What I would like to develop is an hourly cron job which will run the query against the PostgreSQL database, then insert the results into the MySQL database. During the hour period, I don't expect to ever see more than 10,000 new rows (and that's a stretch) which would need to be transferred.
Both databases are on separate physical servers, continents apart from one another. The MySQL instance runs on Amazon RDS - so we don't have a lot of control over the machine itself. The PostgreSQL instance runs on a VM on one of our servers, giving us complete control.
The duplication is, unfortunately, necessary because the PostgreSQL database only acts as a collector for the information, while the MySQL database has an application running on it which needs the data. For simplicity, we're wanting to do the move/merge and delete from PostgreSQL hourly to keep things clean.
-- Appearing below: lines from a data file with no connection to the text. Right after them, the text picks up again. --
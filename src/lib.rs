//! Wardrobe Agent
//!
//! A conversational product-search assistant for a clothing catalog. Users
//! describe what they want in natural language; a chat model decides when to
//! search, the search service embeds the query and runs a filtered
//! similarity lookup against Qdrant, and the model phrases the answer.
//!
//! The crate is organized as:
//! - [`catalog`]: the product data model and catalog file loading
//! - [`search`]: embedding, filtering, the vector index, and the search
//!   service itself
//! - [`agent`]: the tool contract and the conversational tool-use loop
//! - [`config`]: TOML configuration with environment fallbacks

pub mod agent;
pub mod catalog;
pub mod config;
pub mod error;
pub mod search;

pub use agent::{
    default_instructions, ChatClient, ProductSearchTool, ShoppingAgent, Tool, ToolSpec,
};
pub use catalog::{load_catalog, Brand, Category, Product};
pub use config::AppConfig;
pub use error::{Error, Result};
pub use search::{
    ingest_catalog, Embedder, OpenAiEmbedder, ProductFilters, ProductMatch, QdrantIndex,
    SearchRequest, SearchService, VectorIndex,
};
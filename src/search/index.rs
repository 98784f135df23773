//! Vector index abstraction and its Qdrant implementation.

use async_trait::async_trait;
use qdrant_client::qdrant::{
    CreateCollectionBuilder, Distance, Filter, PointStruct, Query, QueryPointsBuilder,
    UpsertPointsBuilder, VectorParamsBuilder,
};
use qdrant_client::{Payload, Qdrant};
use serde_json::Value as JsonValue;

use crate::config::QdrantConfig;
use crate::error::{Error, Result};

/// A point to store: stable id, embedding vector, and the product payload.
#[derive(Debug, Clone)]
pub struct IndexPoint {
    pub id: String,
    pub vector: Vec<f32>,
    pub payload: JsonValue,
}

/// A similarity hit: the index's score plus the stored payload.
#[derive(Debug, Clone)]
pub struct ScoredPayload {
    pub score: f32,
    pub payload: JsonValue,
}

/// Contract with the similarity-search backend.
///
/// `query` returns at most `limit` hits, all scoring at least
/// `score_threshold`, matching `filter` when one is given, ordered
/// descending by score. An absent filter matches everything.
#[async_trait]
pub trait VectorIndex: Send + Sync {
    /// Drop the collection if it exists and create it fresh with the given
    /// vector dimension. Used by ingestion only.
    async fn recreate_collection(&self, dimension: u64) -> Result<()>;

    /// Insert or overwrite points by id. Used by ingestion only.
    async fn upsert(&self, points: Vec<IndexPoint>) -> Result<()>;

    /// Similarity query with optional structured filter.
    async fn query(
        &self,
        vector: Vec<f32>,
        limit: u64,
        score_threshold: f32,
        filter: Option<Filter>,
    ) -> Result<Vec<ScoredPayload>>;
}

/// Qdrant-backed vector index.
///
/// The client handle is created once at startup and shared; nothing in this
/// crate constructs a client per call.
pub struct QdrantIndex {
    client: Qdrant,
    collection: String,
}

impl QdrantIndex {
    /// Connect to the configured Qdrant server.
    pub fn connect(config: &QdrantConfig) -> Result<Self> {
        let client = Qdrant::from_url(&config.url)
            .api_key(config.resolve_api_key())
            .build()
            .map_err(|e| {
                Error::Index(format!("failed to connect to qdrant at {}: {}", config.url, e))
            })?;
        Ok(Self {
            client,
            collection: config.collection.clone(),
        })
    }

    /// The collection this index reads and writes.
    pub fn collection(&self) -> &str {
        &self.collection
    }
}

#[async_trait]
impl VectorIndex for QdrantIndex {
    async fn recreate_collection(&self, dimension: u64) -> Result<()> {
        if self.client.collection_exists(&self.collection).await? {
            tracing::info!(collection = %self.collection, "deleting existing collection");
            self.client.delete_collection(&self.collection).await?;
        }
        tracing::info!(collection = %self.collection, dimension, "creating collection");
        self.client
            .create_collection(
                CreateCollectionBuilder::new(&self.collection)
                    .vectors_config(VectorParamsBuilder::new(dimension, Distance::Cosine)),
            )
            .await?;
        Ok(())
    }

    async fn upsert(&self, points: Vec<IndexPoint>) -> Result<()> {
        let points = points.into_iter().map(to_point).collect::<Result<Vec<_>>>()?;
        self.client
            .upsert_points(UpsertPointsBuilder::new(&self.collection, points).wait(true))
            .await?;
        Ok(())
    }

    async fn query(
        &self,
        vector: Vec<f32>,
        limit: u64,
        score_threshold: f32,
        filter: Option<Filter>,
    ) -> Result<Vec<ScoredPayload>> {
        let mut request = QueryPointsBuilder::new(&self.collection)
            .query(Query::new_nearest(vector))
            .limit(limit)
            .score_threshold(score_threshold)
            .with_payload(true);
        if let Some(filter) = filter {
            request = request.filter(filter);
        }

        let response = self.client.query(request).await?;
        Ok(response
            .result
            .into_iter()
            .map(|point| ScoredPayload {
                score: point.score,
                payload: JsonValue::Object(
                    point
                        .payload
                        .into_iter()
                        .map(|(key, value)| (key, value_to_json(value)))
                        .collect(),
                ),
            })
            .collect())
    }
}

/// Convert a stored payload value back into plain JSON.
fn value_to_json(value: qdrant_client::qdrant::Value) -> JsonValue {
    use qdrant_client::qdrant::value::Kind;

    match value.kind {
        None | Some(Kind::NullValue(_)) => JsonValue::Null,
        Some(Kind::BoolValue(b)) => JsonValue::Bool(b),
        Some(Kind::IntegerValue(i)) => JsonValue::from(i),
        Some(Kind::DoubleValue(d)) => serde_json::Number::from_f64(d)
            .map(JsonValue::Number)
            .unwrap_or(JsonValue::Null),
        Some(Kind::StringValue(s)) => JsonValue::String(s),
        Some(Kind::ListValue(list)) => {
            JsonValue::Array(list.values.into_iter().map(value_to_json).collect())
        }
        Some(Kind::StructValue(fields)) => JsonValue::Object(
            fields
                .fields
                .into_iter()
                .map(|(key, value)| (key, value_to_json(value)))
                .collect(),
        ),
    }
}

fn to_point(point: IndexPoint) -> Result<PointStruct> {
    let payload = Payload::try_from(point.payload)
        .map_err(|_| Error::Index("index payload must be a JSON object".to_string()))?;
    Ok(PointStruct::new(point.id, point.vector, payload))
}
To be clear - I'm a network/sysadmin guy - not a DBA. I don't really understand all of the intricacies necessary in converting one format to the other. What I do know is that the data being transferred consists of 1xVARCHAR, 1xDATETIME and 6xBIGINT columns.
The closest guess I have for an approach is to use some scripting language to make the query, convert results into an internal data structure, then split it back out to MySQL again.
In doing so, are there any particular good or bad practices I should be wary of when writing the script? Or - any documentation that I should look at which might be useful for doing this kind of conversion? I've found plenty of scheduling jobs which look very manageable and well-documented, but the ongoing nature of this script (hourly run) seems less common and/or less documented.
Open to any suggestions.
Use the same database system on both ends and use replication
If your remote end was also PostgreSQL, you could use streaming replication with hot standby to keep the remote end in sync with the local one transparently and automatically.
If the local end and remote end were both MySQL, you could do something similar using MySQL's various replication features like binlog replication.
Sync using an external script
There's nothing wrong with using an external script. In fact, even if you use DBI-Link or similar (see below) you probably have to use an external script (or psql) from a cron job to initiate repliation, unless you're going to use PgAgent to do it.
Either accumulate rows in a queue table maintained by a trigger procedure, or make sure you can write a query that always reliably selects only the new rows. Then connect to the target database and INSERT the new rows.
If the rows to be copied are too big to comfortably fit in memory you can use a cursor and read the rows with FETCH, which can be helpful if the rows to be copied are too big to comfortably fit in memory.
I'd do the work in this order:
Connect to PostgreSQL
Connect to MySQL
Begin a PostgreSQL transaction
Begin a MySQL transaction. If your MySQL is using MyISAM, go and fix it now.
Read the rows from PostgreSQL, possibly via a cursor or with DELETE FROM queue_table RETURNING *
Insert them into MySQL
DELETE any rows from the queue table in PostgreSQL if you haven't already.
COMMIT the MySQL transaction.
If the MySQL COMMIT succeeded, COMMIT the PostgreSQL transaction. If it failed, ROLLBACK the PostgreSQL transaction and try the whole thing again.
The PostgreSQL COMMIT is incredibly unlikely to fail because it's a local database, but if you need perfect reliability you can use two-phase commit on the PostgreSQL side, where you:
PREPARE TRANSACTION in PostgreSQL
COMMIT in MySQL
then either COMMIT PREPARED or ROLLBACK PREPARED in PostgreSQL depending on the outcome of the MySQL commit.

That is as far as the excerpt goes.